__Work order__
The answer should consist of every line of the material, repeated verbatim.

--

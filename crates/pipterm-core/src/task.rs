//! Start/stop handle for the background loops.
//!
//! A loop is considered stopped only once its task has actually exited (or
//! been aborted), so a rapid stop/start never leaves two copies running.

use std::time::Duration;

use tokio::task::JoinHandle;
use tokio_util::sync::CancellationToken;
use tracing::warn;

pub struct LoopHandle<T> {
    name: &'static str,
    cancel: CancellationToken,
    join: JoinHandle<T>,
}

impl<T: Send + 'static> LoopHandle<T> {
    /// Spawn `body` with a fresh cancellation token.
    pub fn spawn<F, Fut>(name: &'static str, body: F) -> Self
    where
        F: FnOnce(CancellationToken) -> Fut,
        Fut: std::future::Future<Output = T> + Send + 'static,
    {
        let cancel = CancellationToken::new();
        let join = tokio::spawn(body(cancel.clone()));
        Self { name, cancel, join }
    }

    /// Signal the loop and wait up to `timeout` for it to exit.  Returns the
    /// loop's output, or `None` if it had to be aborted or panicked.
    pub async fn stop(self, timeout: Duration) -> Option<T> {
        self.cancel.cancel();
        let abort = self.join.abort_handle();
        match tokio::time::timeout(timeout, self.join).await {
            Ok(Ok(out)) => Some(out),
            Ok(Err(e)) => {
                warn!("{} loop ended abnormally: {}", self.name, e);
                None
            }
            Err(_) => {
                warn!(
                    "{} loop did not stop within {:?}, aborting",
                    self.name, timeout
                );
                abort.abort();
                None
            }
        }
    }
}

--

__Answer section__
filename crates/pipterm-core/src/task.rs
//! Start/stop handle for the background loops.
//!
//! A loop is considered stopped only once its task has actually exited (or
//! been aborted), so a rapid stop/start never leaves two copies running.

use std::time::Duration;

use tokio::task::JoinHandle;
use tokio_util::sync::CancellationToken;
use tracing::warn;

pub struct LoopHandle<T> {
    name: &'static str,
    cancel: CancellationToken,
    join: JoinHandle<T>,
}

impl<T: Send + 'static> LoopHandle<T> {
    /// Spawn `body` with a fresh cancellation token.
    pub fn spawn<F, Fut>(name: &'static str, body: F) -> Self
    where
        F: FnOnce(CancellationToken) -> Fut,
        Fut: std::future::Future<Output = T> + Send + 'static,
    {
        let cancel = CancellationToken::new();
        let join = tokio::spawn(body(cancel.clone()));
        Self { name, cancel, join }
    }

    /// Signal the loop and wait up to `timeout` for it to exit.  Returns the
    /// loop's output, or `None` if it had to be aborted or panicked.
    pub async fn stop(self, timeout: Duration) -> Option<T> {
        self.cancel.cancel();
        let abort = self.join.abort_handle();
        match tokio::time::timeout(timeout, self.join).await {
            Ok(Ok(out)) => Some(out),
            Ok(Err(e)) => {
                warn!("{} loop ended abnormally: {}", self.name, e);
                None
            }
            Err(_) => {
                warn!(
                    "{} loop did not stop within {:?}, aborting",
                    self.name, timeout
                );
                abort.abort();
                None
            }
        }
    }
}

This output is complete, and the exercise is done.